[Given data — start]

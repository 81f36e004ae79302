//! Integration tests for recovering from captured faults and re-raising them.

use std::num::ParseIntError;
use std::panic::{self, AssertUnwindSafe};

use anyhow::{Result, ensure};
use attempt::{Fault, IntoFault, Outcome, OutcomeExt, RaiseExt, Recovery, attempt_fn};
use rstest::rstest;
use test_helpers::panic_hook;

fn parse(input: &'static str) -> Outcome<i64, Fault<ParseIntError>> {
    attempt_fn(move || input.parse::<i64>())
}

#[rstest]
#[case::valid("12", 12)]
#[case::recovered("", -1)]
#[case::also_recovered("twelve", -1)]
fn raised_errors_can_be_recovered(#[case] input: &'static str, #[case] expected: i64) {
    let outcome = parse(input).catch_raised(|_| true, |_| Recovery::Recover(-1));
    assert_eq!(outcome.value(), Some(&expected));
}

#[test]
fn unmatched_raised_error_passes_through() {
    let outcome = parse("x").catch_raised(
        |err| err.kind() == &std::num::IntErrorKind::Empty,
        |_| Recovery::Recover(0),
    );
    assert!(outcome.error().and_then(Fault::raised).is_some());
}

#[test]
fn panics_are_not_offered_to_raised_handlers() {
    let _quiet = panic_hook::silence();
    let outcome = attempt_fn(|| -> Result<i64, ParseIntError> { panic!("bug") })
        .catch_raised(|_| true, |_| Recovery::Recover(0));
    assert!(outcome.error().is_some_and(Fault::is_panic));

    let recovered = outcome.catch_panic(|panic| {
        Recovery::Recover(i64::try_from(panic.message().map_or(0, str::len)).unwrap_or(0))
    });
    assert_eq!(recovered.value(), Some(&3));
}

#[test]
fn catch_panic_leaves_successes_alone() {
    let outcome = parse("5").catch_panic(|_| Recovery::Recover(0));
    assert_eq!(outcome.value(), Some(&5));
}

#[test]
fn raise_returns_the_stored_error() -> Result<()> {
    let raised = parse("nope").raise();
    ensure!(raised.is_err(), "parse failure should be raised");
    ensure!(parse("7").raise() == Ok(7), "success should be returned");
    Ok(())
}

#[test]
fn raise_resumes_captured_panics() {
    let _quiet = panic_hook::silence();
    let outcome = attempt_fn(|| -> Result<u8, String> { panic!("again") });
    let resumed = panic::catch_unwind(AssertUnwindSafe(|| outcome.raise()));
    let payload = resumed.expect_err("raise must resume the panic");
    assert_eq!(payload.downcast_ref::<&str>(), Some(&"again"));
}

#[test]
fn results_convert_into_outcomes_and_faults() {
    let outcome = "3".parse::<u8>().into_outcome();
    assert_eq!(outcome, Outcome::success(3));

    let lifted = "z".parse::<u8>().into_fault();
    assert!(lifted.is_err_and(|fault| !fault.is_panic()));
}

[Given data — finish]

Please copy out every line shown above, exactly.

repository 81f36e004ae79302
//! Integration tests for recovering from captured faults and re-raising them.

use std::num::ParseIntError;
use std::panic::{self, AssertUnwindSafe};

use anyhow::{Result, ensure};
use attempt::{Fault, IntoFault, Outcome, OutcomeExt, RaiseExt, Recovery, attempt_fn};
use rstest::rstest;
use test_helpers::panic_hook;

fn parse(input: &'static str) -> Outcome<i64, Fault<ParseIntError>> {
    attempt_fn(move || input.parse::<i64>())
}

#[rstest]
#[case::valid("12", 12)]
#[case::recovered("", -1)]
#[case::also_recovered("twelve", -1)]
fn raised_errors_can_be_recovered(#[case] input: &'static str, #[case] expected: i64) {
    let outcome = parse(input).catch_raised(|_| true, |_| Recovery::Recover(-1));
    assert_eq!(outcome.value(), Some(&expected));
}

#[test]
fn unmatched_raised_error_passes_through() {
    let outcome = parse("x").catch_raised(
        |err| err.kind() == &std::num::IntErrorKind::Empty,
        |_| Recovery::Recover(0),
    );
    assert!(outcome.error().and_then(Fault::raised).is_some());
}

#[test]
fn panics_are_not_offered_to_raised_handlers() {
    let _quiet = panic_hook::silence();
    let outcome = attempt_fn(|| -> Result<i64, ParseIntError> { panic!("bug") })
        .catch_raised(|_| true, |_| Recovery::Recover(0));
    assert!(outcome.error().is_some_and(Fault::is_panic));

    let recovered = outcome.catch_panic(|panic| {
        Recovery::Recover(i64::try_from(panic.message().map_or(0, str::len)).unwrap_or(0))
    });
    assert_eq!(recovered.value(), Some(&3));
}

#[test]
fn catch_panic_leaves_successes_alone() {
    let outcome = parse("5").catch_panic(|_| Recovery::Recover(0));
    assert_eq!(outcome.value(), Some(&5));
}

#[test]
fn raise_returns_the_stored_error() -> Result<()> {
    let raised = parse("nope").raise();
    ensure!(raised.is_err(), "parse failure should be raised");
    ensure!(parse("7").raise() == Ok(7), "success should be returned");
    Ok(())
}

#[test]
fn raise_resumes_captured_panics() {
    let _quiet = panic_hook::silence();
    let outcome = attempt_fn(|| -> Result<u8, String> { panic!("again") });
    let resumed = panic::catch_unwind(AssertUnwindSafe(|| outcome.raise()));
    let payload = resumed.expect_err("raise must resume the panic");
    assert_eq!(payload.downcast_ref::<&str>(), Some(&"again"));
}

#[test]
fn results_convert_into_outcomes_and_faults() {
    let outcome = "3".parse::<u8>().into_outcome();
    assert_eq!(outcome, Outcome::success(3));

    let lifted = "z".parse::<u8>().into_fault();
    assert!(lifted.is_err_and(|fault| !fault.is_panic()));
}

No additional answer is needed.